Welcome to the Business Numbers podcast. I’m your host, Ben McAdam. I’m a profits coach, virtual CFO, and entrepreneur, and I’ve created this podcast to help you grow your business profits and understand your business numbers without judgement, and without burying you in a whole bunch of jargon that you don’t need. Just actionable tips and case studies to help you grow your business. For show notes, go to the website businessnumberspodcast.com.

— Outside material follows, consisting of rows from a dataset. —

//! Binding layer: registration sites and gate positions inside a procedure.
//!
//! A procedure binds its source positions to the frame as follows:
//!
//! - **Registration site**: a call to [`Frame::register`] (or the [`hook!`]
//!   macro) placed where the resource becomes live. The action is a closure,
//!   so its body is never executed inline; it only runs from a reach.
//! - **Pre-declared site**: [`Frame::declare_hook`] creates the record up front
//!   and returns a [`HookSite`]; the record becomes eligible only when the
//!   procedure passes the site to [`Frame::arm`]. A site that is never armed
//!   never runs.
//! - **Gate position**: a call to [`Frame::reach`] placed before any code that
//!   logically follows the gate. A "jump" to the gate is a reach followed by
//!   `return`, `break` or `continue`; a fallthrough is a reach on the straight
//!   path.
//!
//! # Example
//!
//! ```
//! use core::cell::RefCell;
//! use defergate_frame::{gates, hook, FrameError, Frame};
//!
//! fn open_both(fail_second: bool, trace: &RefCell<Vec<&'static str>>) -> Result<(), FrameError> {
//!     let frame = Frame::new();
//!     gates!(frame; ret);
//!
//!     trace.borrow_mut().push("open a");
//!     hook!(frame, ret => { trace.borrow_mut().push("close a") })?;
//!
//!     if fail_second {
//!         // jump to `ret`: the hook for `b` below was never registered
//!         return frame.finish(ret).map(drop);
//!     }
//!
//!     trace.borrow_mut().push("open b");
//!     hook!(frame, ret => { trace.borrow_mut().push("close b") })?;
//!
//!     frame.finish(ret).map(drop)
//! }
//!
//! let trace = RefCell::new(Vec::new());
//! open_both(true, &trace)?;
//! assert_eq!(*trace.borrow(), ["open a", "close a"]);
//! # Ok::<(), FrameError>(())
//! ```

use crate::gate::GateHandle;
use crate::hook::HookSeq;

/// A registration site whose hook record exists but is not yet eligible.
///
/// Returned by [`Frame::declare_hook`](crate::Frame::declare_hook). The site
/// is consumed by [`Frame::arm`](crate::Frame::arm), so a record can be made
/// eligible at most once. Sites are neither `Clone` nor `Copy`.
#[derive(Debug, PartialEq, Eq)]
pub struct HookSite {
    gate: GateHandle,
    seq: HookSeq,
}

impl HookSite {
    pub(crate) fn new(gate: GateHandle, seq: HookSeq) -> Self {
        Self { gate, seq }
    }

    /// Returns the gate the hook targets.
    #[must_use]
    pub fn gate(&self) -> GateHandle {
        self.gate
    }

    /// Returns the sequence number assigned to the hook.
    #[must_use]
    pub fn seq(&self) -> HookSeq {
        self.seq
    }
}

/// Declares gates named after the given identifiers.
///
/// Each identifier becomes a local [`GateHandle`] bound to a gate of the same
/// name. A failed declaration is propagated with `?`, so the enclosing
/// function must return a `Result` whose error type implements
/// `From<FrameError>`.
///
/// ```
/// use defergate_frame::{gates, Frame, FrameError};
///
/// fn procedure() -> Result<(), FrameError> {
///     let frame = Frame::new();
///     gates!(frame; retry, ret);
///     assert_eq!(frame.gate_name(retry)?, "retry");
///     frame.finish(ret).map(drop)
/// }
/// # procedure().unwrap();
/// ```
#[macro_export]
macro_rules! gates {
    ($frame:expr; $($name:ident),+ $(,)?) => {
        $(
            let $name = $frame.declare_gate(::core::stringify!($name))?;
        )+
    };
}

/// Registers a block as a deferred action on a gate.
///
/// `hook!(frame, gate => { ... })` expands to `frame.register(gate, || { ... })`
/// and evaluates to its `Result`. The block borrows the procedure's locals,
/// so it observes their values at dispatch time. Prefix the block with `move`
/// to move captured values into the action instead.
///
/// ```
/// use core::cell::Cell;
/// use defergate_frame::{hook, Frame};
///
/// let closed = Cell::new(0);
/// let frame = Frame::new();
/// let ret = frame.declare_gate("ret")?;
/// hook!(frame, ret => { closed.set(closed.get() + 1) })?;
/// frame.finish(ret)?;
/// assert_eq!(closed.get(), 1);
/// # Ok::<(), defergate_frame::FrameError>(())
/// ```
#[macro_export]
macro_rules! hook {
    ($frame:expr, $gate:expr => move $body:block) => {
        $frame.register($gate, move || $body)
    };
    ($frame:expr, $gate:expr => $body:block) => {
        $frame.register($gate, || $body)
    };
}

This episode is inspired by a client who has prices that are multiple of 1000. I won’t tell you exactly what they are. I’d say they’re 2000, or 3000, or 4000, but maybe for you you are stuck on a price of like $997 or $97. And by “stuck” I mean that the price sounds so cool or you’ve been told to price ending in a seven or a round hundred, and now you don’t know what price to increase it to. If you go from 2000 to 3000 that feels like a big jump. If you go from 97 to 197 that feels like a big jump. Even 97 to 147 feels like a big jump. Just to go to a nice seven kind of a number.
It feels like a big jump and you don’t think your clients or potential clients will go for a jump that big, so you put off the price rise. Or you’ll think about it some more another day, or “Oh no, there’s this important fire in my business I’ve gotta work on, instead of doing a price rise.”. That may or may not have been a personal experience, but I’ve seen it with a lot of clients too. And so you put off a price rise and 3-5 years goes past. Meanwhile, inflation eats into your margins and your clients get more and more used to paying that amount, or your customers tell all their friends, “Oh, I bought this awesome thing from your business and it’s only X dollars.”.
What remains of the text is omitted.